TASK DIRECTIONS: Each line from the one that has "now.saturating_duration_since(self.last_tick) >= self.delay" through the end of the entries below must be written out exactly; leave out all other lines.

-- PROVIDED DATA follows --

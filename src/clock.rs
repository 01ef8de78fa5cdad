use std::{thread::sleep, time::{Duration, Instant}};

/// Source of the current time for tick gating.
pub trait Clock {
    fn now(&self) -> Instant;
}

/// Calls back into the game loop once per display frame.
pub trait Scheduler {
    fn wait_frame(&mut self);
}

pub struct SystemClock;

impl Clock for SystemClock {
    fn now(&self) -> Instant {
        Instant::now()
    }
}

/// Sleeps a fixed, short interval between frames. The game tick delay is
/// unrelated to this and is enforced by `TickTimer`.
pub struct FrameScheduler {
    interval: Duration,
}

impl FrameScheduler {
    pub fn new(interval: Duration) -> Self {
        FrameScheduler { interval }
    }
}

impl Scheduler for FrameScheduler {
    fn wait_frame(&mut self) {
        sleep(self.interval);
    }
}

/// Decides whether enough time has passed for the next game tick.
pub struct TickTimer {
    delay: Duration,
    last_tick: Instant,
}

impl TickTimer {
    pub fn new(delay: Duration, now: Instant) -> Self {
        TickTimer { delay, last_tick: now }
    }

    pub fn is_due(&self, now: Instant) -> bool {
        now.saturating_duration_since(self.last_tick) >= self.delay
    }

    pub fn mark(&mut self, now: Instant) {
        self.last_tick = now;
    }
}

-- PROVIDED DATA concluded --

ANSWER:
        now.saturating_duration_since(self.last_tick) >= self.delay
    }

    pub fn mark(&mut self, now: Instant) {
        self.last_tick = now;
    }
}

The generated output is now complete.